Tres veces, tres, lo negaron a Pedro y luego el cacareador de turno lo soltó a los cuatro vientos. ¡Ay! Pedro, Pedro, Pedro. En mala hora le aconsejaron la naranja “mecánica” de Rivera, que se mueve según le den cuerda, con el mismo espíritu que el partido en el poder pero aún más rancia (vean si no quién le cierra el último congreso de Aznar). Total, que en lugar de consultar primero con la izquierda, Pedro firmó los acuerdos con la derecha y luego pretendía, como si de un jefe de pista de circo se tratara, que Podemos pasara por el ígneo aro y tragara lo firmado con los otros. Salió mal la jugada y se la cargó la formación morada. Segundas elecciones a la vista, entre un sí es sí, un no es no, intenta la misma jugada urdida por las baronías y viejas glorias, pero a mitad de partida Pedro se retracta y entran como miuras aquellos que en Suresnes propiciaron la renuncia al marxismo al elegir al nuevo secretario y que en 1976 se olvidaron de La Internacional. Es cuando Pedro intenta girar a la izquierda y el niño naranja se descuelga, ya que él no pretendía llegar al poder con el PSOE y si firmó aquellos acuerdos primeros con los socialistas fue porque estaba seguro de la reacción de Podemos. Lo que quería Rivera, al final, era evitar que los morados llegaran al poder.

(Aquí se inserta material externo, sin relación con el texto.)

//! Run report file output.

use std::path::{Path, PathBuf};

use chrono::{DateTime, Utc};
use contracts::RunReport;
use tracing::info;

use crate::error::{CliError, Result};

/// `<suite-stem>-results-<yyyymmdd-HHMMSS>.json`
pub fn report_file_name(suite_path: &Path, finished_at: DateTime<Utc>) -> String {
    let stem = suite_path
        .file_stem()
        .map(|s| s.to_string_lossy().into_owned())
        .filter(|s| !s.is_empty())
        .unwrap_or_else(|| "suite".to_string());
    format!("{}-results-{}.json", stem, finished_at.format("%Y%m%d-%H%M%S"))
}

/// Write the report as pretty JSON; `output_dir` defaults to the suite directory.
pub fn write_report(
    report: &RunReport,
    suite_path: &Path,
    output_dir: Option<&Path>,
) -> Result<PathBuf> {
    let dir = match output_dir {
        Some(dir) => dir.to_path_buf(),
        None => suite_path
            .parent()
            .filter(|p| !p.as_os_str().is_empty())
            .map(Path::to_path_buf)
            .unwrap_or_else(|| PathBuf::from(".")),
    };
    let path = dir.join(report_file_name(suite_path, report.metadata.finished_at));

    let json = serde_json::to_string_pretty(report)?;
    std::fs::create_dir_all(&dir)
        .and_then(|_| std::fs::write(&path, json))
        .map_err(|source| CliError::ReportWrite {
            path: path.display().to_string(),
            source,
        })?;

    info!(path = %path.display(), verdicts = report.verdicts.len(), "Report written");
    Ok(path)
}
//! # Ingestion
//!
//! Stream-side collaborators for the window consumer.
//!
//! Responsibilities:
//! - Serve raw records from a replay file or a live channel (`StreamSource`)
//! - Decode JSON payloads into flattened field maps (`EventDecoder`)
//! - Build the configured source from the `[stream]` section
//!
//! ## Usage Example
//!
//! ```ignore
//! use ingestion::{create_source, JsonEventDecoder};
//!
//! let source = create_source(&blueprint.stream).await?;
//! let decoder = JsonEventDecoder::from_blueprint(&blueprint);
//! ```

mod channel;
mod decoder;
mod error;
mod metrics;
mod replay;

// Re-exports
pub use channel::{channel_source, ChannelStreamSource};
pub use contracts::{EventDecoder, RawRecord, StreamSource};
pub use decoder::JsonEventDecoder;
pub use error::{IngestionError, Result};
pub use metrics::{MetricsSnapshot, SourceMetrics};
pub use replay::ReplayFileSource;

use contracts::{StreamConfig, StreamKind};
use tracing::instrument;

/// Open the stream source selected by `[stream].kind`
#[instrument(name = "ingestion_create_source", skip(config), fields(kind = ?config.kind, topic = %config.topic))]
pub async fn create_source(config: &StreamConfig) -> Result<ReplayFileSource> {
    match config.kind {
        StreamKind::ReplayFile => ReplayFileSource::from_config(config).await,
    }
}
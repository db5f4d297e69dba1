//! Stream-side data: raw records as polled, and decoded observed events.

use bytes::Bytes;
use chrono::{DateTime, Utc};
use serde::{Deserialize, Serialize};
use serde_json::Value;

/// Ordered mapping field-path -> decoded value.
///
/// Insertion order follows the schema field order (serde_json `preserve_order`).
pub type FieldMap = serde_json::Map<String, Value>;

/// One record as returned by a stream poll, before decoding.
#[derive(Debug, Clone)]
pub struct RawRecord {
    /// Broker timestamp of the record
    pub timestamp: DateTime<Utc>,

    /// Record key (diagnostics only)
    pub key: Option<String>,

    /// Encoded payload, handed verbatim to the decoder
    pub payload: Bytes,
}

impl RawRecord {
    /// Create a record without key
    pub fn new(timestamp: DateTime<Utc>, payload: impl Into<Bytes>) -> Self {
        Self {
            timestamp,
            key: None,
            payload: payload.into(),
        }
    }
}

/// `(sender_value, subject_value)` pulled from a decoded event.
#[derive(Debug, Clone, PartialEq, Eq, Hash, Serialize, Deserialize)]
pub struct CorrelationKey {
    pub sender: String,
    pub subject: String,
}

impl CorrelationKey {
    /// Build a key from raw strings, applying the matching normalization
    pub fn new(sender: &str, subject: &str) -> Self {
        Self {
            sender: normalize_key_part(sender),
            subject: normalize_key_part(subject),
        }
    }
}

/// A successfully decoded stream record.
///
/// Immutable after creation; shared by `Arc` once attached to a matched row.
#[derive(Debug, Clone, Serialize, Deserialize)]
pub struct ObservedEvent {
    /// Stream timestamp
    pub received_at: DateTime<Utc>,

    /// Position in receipt order within the run (0-based)
    pub sequence: u64,

    /// Flattened decoded fields
    pub fields: FieldMap,

    /// Extracted correlation key
    pub correlation_key: CorrelationKey,
}

impl ObservedEvent {
    /// Value of a field, `None` when the path was not decoded
    pub fn field(&self, path: &str) -> Option<&Value> {
        self.fields.get(path)
    }
}

/// Normalization shared by correlation keys and row sender/subject: trim only, case-sensitive.
pub fn normalize_key_part(value: &str) -> String {
    value.trim().to_string()
}

/// Render a decoded value for comparison/reporting.
///
/// Null and missing become the empty string, strings are trimmed, composites are
/// serialized as compact JSON.
pub fn display_value(value: Option<&Value>) -> String {
    match value {
        None | Some(Value::Null) => String::new(),
        Some(Value::String(s)) => s.trim().to_string(),
        Some(Value::Bool(b)) => b.to_string(),
        Some(Value::Number(n)) => n.to_string(),
        Some(composite) => composite.to_string(),
    }
}
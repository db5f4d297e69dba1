//! Run orchestration module.

mod orchestrator;
mod stats;

pub use orchestrator::{RunOrchestrator, RunOutcome};
pub use stats::RunStats;
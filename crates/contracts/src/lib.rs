//! # Contracts
//!
//! Frozen interface contracts (ICD), defining inter-module data structures and traits.
//! All business crates can only depend on this crate, reverse dependencies are prohibited.
//!
//! ## Time Model
//! - Stream records carry the broker timestamp (`DateTime<Utc>`)
//! - `run_start` is the watermark captured once per run; records before it are never attributed
//! - Send timestamps are wall-clock and diagnostic only

mod blueprint;
mod error;
mod event;
mod message;
mod report;
mod row;
mod run_settings;
mod sender;
mod stream_source;

pub use blueprint::*;
pub use error::*;
pub use event::*;
pub use message::OutboundMessage;
pub use report::*;
pub use row::*;
pub use run_settings::*;
pub use sender::*;
pub use stream_source::{EventDecoder, LocalStreamSource, StreamSource};
//! `run` command implementation.

use anyhow::{Context, Result};
use contracts::RunBlueprint;
use tokio::sync::watch;
use tracing::{info, warn};

use verifier_cli::{write_report, CliError, RunOrchestrator, RunOutcome};

use crate::cli::RunArgs;

/// Execute the `run` command
pub async fn run_suite(args: &RunArgs) -> Result<()> {
    info!(config = %args.config.display(), suite = %args.suite.display(), "Loading configuration");

    for path in [&args.config, &args.suite] {
        if !path.exists() {
            return Err(CliError::config_not_found(path.display().to_string()).into());
        }
    }

    let mut blueprint = config_loader::ConfigLoader::load_blueprint(&args.config)
        .with_context(|| format!("Failed to load blueprint from {}", args.config.display()))?;
    apply_overrides(&mut blueprint, args);

    let suite = config_loader::ConfigLoader::load_suite(&args.suite, &blueprint)
        .with_context(|| format!("Failed to load suite from {}", args.suite.display()))?;

    info!(
        rows = suite.rows.len(),
        enabled = suite.rows.iter().filter(|row| row.enabled).count(),
        topic = %blueprint.stream.topic,
        sender = ?blueprint.sender.kind,
        timeout_secs = blueprint.stream.timeout_secs,
        "Configuration loaded"
    );

    let orchestrator = RunOrchestrator::new(blueprint);

    let outcome = if args.dry_run {
        info!("Dry run mode - no message is sent, stream is not consumed");
        orchestrator.dry_run(suite.rows)?
    } else {
        execute_live(&orchestrator, suite.rows).await?
    };

    let path = write_report(&outcome.report, &args.suite, args.output_dir.as_deref())?;
    outcome.stats.print_summary(&outcome.report.summary);
    println!("Report: {}", path.display());

    info!("Verifier finished");
    Ok(())
}

async fn execute_live(
    orchestrator: &RunOrchestrator,
    rows: Vec<contracts::ExpectationRow>,
) -> Result<RunOutcome> {
    let blueprint = orchestrator.blueprint();
    let sender = dispatcher::create_sender(&blueprint.sender).context("Failed to create sender")?;
    let source = ingestion::create_source(&blueprint.stream)
        .await
        .context("Failed to open stream source")?;
    let decoder = ingestion::JsonEventDecoder::from_blueprint(blueprint);

    // Operator abort closes the window early; pending rows become NOT_FOUND.
    let (cancel_tx, cancel_rx) = watch::channel(false);
    let signal_task = tokio::spawn(async move {
        shutdown_signal().await;
        warn!("Received shutdown signal, closing the window...");
        let _ = cancel_tx.send(true);
    });

    let result = orchestrator
        .execute(rows, sender, source, decoder, cancel_rx)
        .await;
    signal_task.abort();

    Ok(result?)
}

/// Apply CLI overrides on top of the blueprint
fn apply_overrides(blueprint: &mut RunBlueprint, args: &RunArgs) {
    if let Some(timeout) = args.timeout {
        info!(timeout_secs = timeout, "Overriding window timeout from CLI");
        blueprint.stream.timeout_secs = timeout;
    }
    if let Some(interval) = args.poll_interval_ms {
        info!(poll_interval_ms = interval, "Overriding poll interval from CLI");
        blueprint.stream.poll_interval_ms = interval;
    }
    if let Some(concurrency) = args.concurrency {
        info!(concurrency, "Overriding send concurrency from CLI");
        blueprint.sender.concurrency = concurrency;
    }
}

/// Wait for Ctrl+C or SIGTERM
async fn shutdown_signal() {
    let ctrl_c = async {
        if let Err(e) = tokio::signal::ctrl_c().await {
            warn!(error = %e, "Failed to install Ctrl+C handler");
            std::future::pending::<()>().await;
        }
    };

    #[cfg(unix)]
    let terminate = async {
        match tokio::signal::unix::signal(tokio::signal::unix::SignalKind::terminate()) {
            Ok(mut signal) => {
                signal.recv().await;
            }
            Err(e) => {
                warn!(error = %e, "Failed to install SIGTERM handler");
                std::future::pending::<()>().await;
            }
        }
    };

    #[cfg(not(unix))]
    let terminate = std::future::pending::<()>();

    tokio::select! {
        _ = ctrl_c => {},
        _ = terminate => {},
    }
}
//! Layered error definitions
//!
//! Categorized by source: config / send / stream / decode / row state

use thiserror::Error;

/// Unified error type
#[derive(Debug, Error)]
pub enum ContractError {
    // ===== Configuration Errors =====
    /// Configuration parse error
    #[error("config parse error: {message}")]
    ConfigParse {
        message: String,
        #[source]
        source: Option<Box<dyn std::error::Error + Send + Sync>>,
    },

    /// Configuration validation error
    #[error("config validation error at '{field}': {message}")]
    ConfigValidation { field: String, message: String },

    // ===== Send Errors =====
    /// Stimulus message could not be delivered
    #[error("send failed for row '{row_id}': {message}")]
    Send { row_id: String, message: String },

    /// Stimulus message did not complete within the per-send timeout
    #[error("send timed out for row '{row_id}' after {timeout_ms}ms")]
    SendTimeout { row_id: String, timeout_ms: u64 },

    // ===== Stream Errors =====
    /// Stream transport error (poll failed)
    #[error("stream '{source_name}' error: {message}")]
    Stream {
        source_name: String,
        message: String,
    },

    /// Record payload could not be decoded into a field map
    #[error("decode error: {message}")]
    Decode { message: String },

    // ===== Row State Errors =====
    /// Row state transition that the lifecycle does not allow
    #[error("row '{row_id}' cannot move from {from} to {to}")]
    InvalidTransition {
        row_id: String,
        from: &'static str,
        to: &'static str,
    },

    // ===== General Errors =====
    /// IO error
    #[error("io error: {0}")]
    Io(#[from] std::io::Error),

    /// Other error
    #[error("{0}")]
    Other(String),
}

impl ContractError {
    /// Create configuration parse error
    pub fn config_parse(message: impl Into<String>) -> Self {
        Self::ConfigParse {
            message: message.into(),
            source: None,
        }
    }

    /// Create configuration validation error
    pub fn config_validation(field: impl Into<String>, message: impl Into<String>) -> Self {
        Self::ConfigValidation {
            field: field.into(),
            message: message.into(),
        }
    }

    /// Create send error
    pub fn send(row_id: impl Into<String>, message: impl Into<String>) -> Self {
        Self::Send {
            row_id: row_id.into(),
            message: message.into(),
        }
    }

    /// Create stream error
    pub fn stream(source_name: impl Into<String>, message: impl Into<String>) -> Self {
        Self::Stream {
            source_name: source_name.into(),
            message: message.into(),
        }
    }

    /// Create decode error
    pub fn decode(message: impl Into<String>) -> Self {
        Self::Decode {
            message: message.into(),
        }
    }
}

¿Estaba dirigido Pedro con mando a distancia? Tal parece, pero a ese mando se le acabaron las pilas, revolución en las baronías y de la noche a la mañana se inventan una excusa y lo defenestran. Así cualquiera, con toda la prensa en contra, menuda presión, todos alabando a Susana Díaz, aunque la maniobra no cuela y tras los votos de las bases Pedro es nuevamente elegido. Cierto es que en su giro para conseguir avales de cara a las primarias ya volvió a sacar la patita, repitiendo el mantra de “que la culpa de que Rajoy esté en el Gobierno sigue siendo de Podemos” (¡Oh!) No Pedro, no. Si firmas acuerdos con la derecha no pretendas que la izquierda los ratifique. Quienes le dieron el poder a Mariano fueron el PSOE y Ciudadanos. No vuelvas ahora con la misma cantinela.

Temo que las finanzas del PSOE pasen por la Banca, y a esta la dirigen los de Bilderberg. Para demorar el pago de la deuda es condición sine qua non frenar a Podemos y que no llegue al Gobierno. ¿Cómo van a tener poder sobre ellos, si se autofinancian? ¡Si no dependen de los bancos y vosotros socialistas sí! Pedro, ese no es el camino, y puede que otra vez las urnas te castiguen. Déjame que descanse o tendré que ponerme a darle a la tecla otra vez, y no quiero. Vuelve a los principios que se fijaron en la fundación del PSOE y olvida esa senda errónea que solo te lleva al precipicio. ¡Un inciso! ¡Adiós, Corcuera! Finalmente, el patadón te lo han dado a ti las bases.